You all have been so helpful please tell me what you think on this... My daughter lives in another state in her father and step moms upstairs. she is in College and she has a good job just months away of good benefits. OK...recently she broke up with her boyfriend of several years because he was lazy and didn't have a job for over a year. A good step I think. Well then about a week later her grandmother from her fathers side passes away. (she saw her maybe once every 2 years and rarely talked) anyway she calls into work sick for a couple days, and then calls in bereavement days and then just doesn't show up cause she doesnt care, consequently, she gets fired.
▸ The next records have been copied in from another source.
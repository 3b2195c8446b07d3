mod common;

use std::time::Duration;

use blinkstick_matrix::{BlinkStick, BlinkStickProMatrix, Channel, ColorRequest, Config, MatrixLayout, Rgb};
use eyre::Result;
use tracing::info;
use tracing_subscriber::EnvFilter;

use crate::common::LogTransport;

fn main() -> Result<()> {
	color_eyre::install()?;
	tracing_subscriber::fmt().with_env_filter(EnvFilter::from_default_env()).init();

	let config = Config::default();

	let mut device = BlinkStick::new(LogTransport::default(), config.clone());
	device.blink(0, 0, ColorRequest::named("orange"), 2, Duration::from_millis(100))?;
	device.pulse(0, 0, ColorRequest::hex("#09c"), 1, Duration::from_millis(500), 10)?;

	let layout = MatrixLayout::new().with_channel(Channel::R, 8, 8).with_channel(Channel::G, 8, 8);
	let mut matrix = BlinkStickProMatrix::new(LogTransport::default(), config, layout);

	let green = Rgb::new(0, 255, 0);
	for n in 0..10u8 {
		matrix.clear();
		matrix.digit(6, 1, n, green)?;
		matrix.rectangle(0, 0, 15, 7, Rgb::new(0, 0, 64))?;

		let timing = matrix.send_data(Channel::R)?;
		let timing = timing + matrix.send_data(Channel::G)?;
		info!(digit = n, ?timing, "frame sent");
	}

	for _ in 0..16 {
		matrix.shift_left(false);
		matrix.send_data_all()?;
	}

	matrix.off()?;

	Ok(())
}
Now i get a text telling me she's planning suicide! I try calling her, no answer. I call her ex, no answer. I call her best friend and she getting a tatoo and says 'well she was supposed to be here but she was acting weird". OK I get real worried. I call her dad and he tell me 'yea she's been moping around a bit. but I'm at work" 'can you call 911" "no I am at work" Now what...one of my daughter's work buddies (my age) agrees I should be worried and tells me to call the fire dept. so... I do they get the police and send them to her..She runs away from them eluding them completely. then I get a call that she has befriended me, will no longer have anything to do with me, I will never ever see her again etc. And why? cause since i sent the police she could have got caught with illeagel pot and parafenalia. Was I wrong to call? She seems to me to have real problems going on here...now what? Am I daughterless now? I breaks my heart!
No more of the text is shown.